3.Do I need encoders/decoders or should this configuration work?
4.Should I continue with this approach or try some other load balancer?
Please let me know if you have any other suggestions. TIA.
Edit1:
I also tried the same approach with netty4 and mina components. The route looks similar to the one in netty. The route with netty4 is as follows:
from("netty4:tcp:\\this-ip:9445?defaultCodec=false&sync=true").to("netty4:tcp:\\backend1:9445?defaultCodec=false&sync=true")

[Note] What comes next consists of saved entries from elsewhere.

//! # Broker Resource Handles
//!
//! Typed handles for the broker-side resources the bus provisions and the
//! opaque tokens the broker hands back.

use std::fmt;

use serde::{Deserialize, Serialize};

/// Declares a string newtype that is opaque to the bus.
macro_rules! opaque_id {
    ($(#[$meta:meta])* $name:ident) => {
        $(#[$meta])*
        #[derive(Debug, Clone, PartialEq, Eq, Hash, PartialOrd, Ord, Serialize, Deserialize)]
        #[serde(transparent)]
        pub struct $name(String);

        impl $name {
            /// Wrap a broker-issued value.
            pub fn new(value: impl Into<String>) -> Self {
                Self(value.into())
            }

            /// Borrow the raw value.
            #[must_use]
            pub fn as_str(&self) -> &str {
                &self.0
            }

            /// Returns true when the broker issued an empty value.
            #[must_use]
            pub fn is_empty(&self) -> bool {
                self.0.is_empty()
            }
        }

        impl fmt::Display for $name {
            fn fmt(&self, f: &mut fmt::Formatter<'_>) -> fmt::Result {
                f.write_str(&self.0)
            }
        }

        impl From<String> for $name {
            fn from(value: String) -> Self {
                Self(value)
            }
        }

        impl From<&str> for $name {
            fn from(value: &str) -> Self {
                Self(value.to_string())
            }
        }
    };
}

opaque_id!(
    /// Globally unique resource identifier (an ARN on AWS).
    ResourceId
);

opaque_id!(
    /// Identifier of a topic-to-queue subscription.
    SubscriptionHandle
);

opaque_id!(
    /// Token for one delivered-but-unacknowledged message instance.
    ///
    /// Redelivery of the same message yields a different receipt, so a
    /// receipt never identifies the logical message.
    Receipt
);

opaque_id!(
    /// Broker-assigned message identifier.
    MessageId
);

/// Handle to a provisioned topic.
#[derive(Debug, Clone, PartialEq, Eq, Hash)]
pub struct TopicHandle {
    name: String,
    resource_id: ResourceId,
}

impl TopicHandle {
    /// Create a handle from the topic name and its resource identifier.
    pub fn new(name: impl Into<String>, resource_id: ResourceId) -> Self {
        Self {
            name: name.into(),
            resource_id,
        }
    }

    /// Topic name as requested at provisioning time.
    #[must_use]
    pub fn name(&self) -> &str {
        &self.name
    }

    /// Resource identifier used as the publish target and policy source.
    #[must_use]
    pub fn resource_id(&self) -> &ResourceId {
        &self.resource_id
    }
}

/// Handle to a provisioned queue.
///
/// The locator addresses the queue for receive/delete calls (a queue URL on
/// AWS). The queue's resource identifier is looked up separately.
#[derive(Debug, Clone, PartialEq, Eq, Hash)]
pub struct QueueHandle {
    name: String,
    locator: String,
}

impl QueueHandle {
    /// Create a handle from the queue name and its locator.
    pub fn new(name: impl Into<String>, locator: impl Into<String>) -> Self {
        Self {
            name: name.into(),
            locator: locator.into(),
        }
    }

    /// Queue name as requested at provisioning time.
    #[must_use]
    pub fn name(&self) -> &str {
        &self.name
    }

    /// Broker address of the queue.
    #[must_use]
    pub fn locator(&self) -> &str {
        &self.locator
    }
}
//! Ports layer for the relay bus.
//!
//! Only outbound (driven) ports exist: the bus drives an external broker.

pub mod broker;

pub use broker::{BrokerProvider, ReceiveRequest, ReceivedMessage};
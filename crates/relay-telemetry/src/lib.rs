//! # Relay Telemetry
//!
//! Structured logging for topic-relay processes. Library crates only emit
//! `tracing` events; binaries call [`init_logging`] once at startup.
//!
//! ## Usage
//!
//! ```rust,ignore
//! use relay_telemetry::{init_logging, TelemetryConfig};
//!
//! let config = TelemetryConfig::from_env();
//! init_logging(&config)?;
//! ```
//!
//! ## Environment Variables
//!
//! | Variable | Default | Description |
//! |----------|---------|-------------|
//! | `RELAY_SERVICE_NAME` | `topic-relay` | Service name on the startup event |
//! | `RELAY_LOG_LEVEL` / `RUST_LOG` | `info` | Log filter |
//! | `RELAY_CONSOLE_OUTPUT` | `true` | Write logs to stdout |
//! | `RELAY_JSON_LOGS` | `false` (`true` in containers) | JSON lines output |

#![cfg_attr(test, allow(clippy::unwrap_used))]

mod config;
mod logging;

pub use config::{TelemetryConfig, DEFAULT_SERVICE_NAME};
pub use logging::init_logging;

use thiserror::Error;

/// Logging initialization errors
#[derive(Error, Debug)]
pub enum TelemetryError {
    #[error("Invalid log filter: {0}")]
    Filter(String),

    #[error("Failed to install tracing subscriber: {0}")]
    SubscriberInit(String),
}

I read a few posts which had the same issue but did not find any solution relevant to my issue.
Edit2:
I increased the receive timeout at my client and immediately noticed the mismatch in expected buffer length issue fall to less than 1%. However, I see that the response times for each transaction when using Camel and not using it is huge; almost 10 times higher. Can you help me with reducing the response times for each transaction? The message received back at my client varies from 5000 to 20000 bytes. Here is my latest route:
from("netty:tcp://this-ip:9445?sync=true&allowDefaultCodec=false&workerCount=20&requestTimeout=30000")
.threads(20)
.loadBalance()
.roundRobin()
.to("netty:tcp://backend-1:9445?sync=true&allowDefaultCodec=false","netty:tcp://backend-2:9445?sync=true&allowDefaultCodec=false")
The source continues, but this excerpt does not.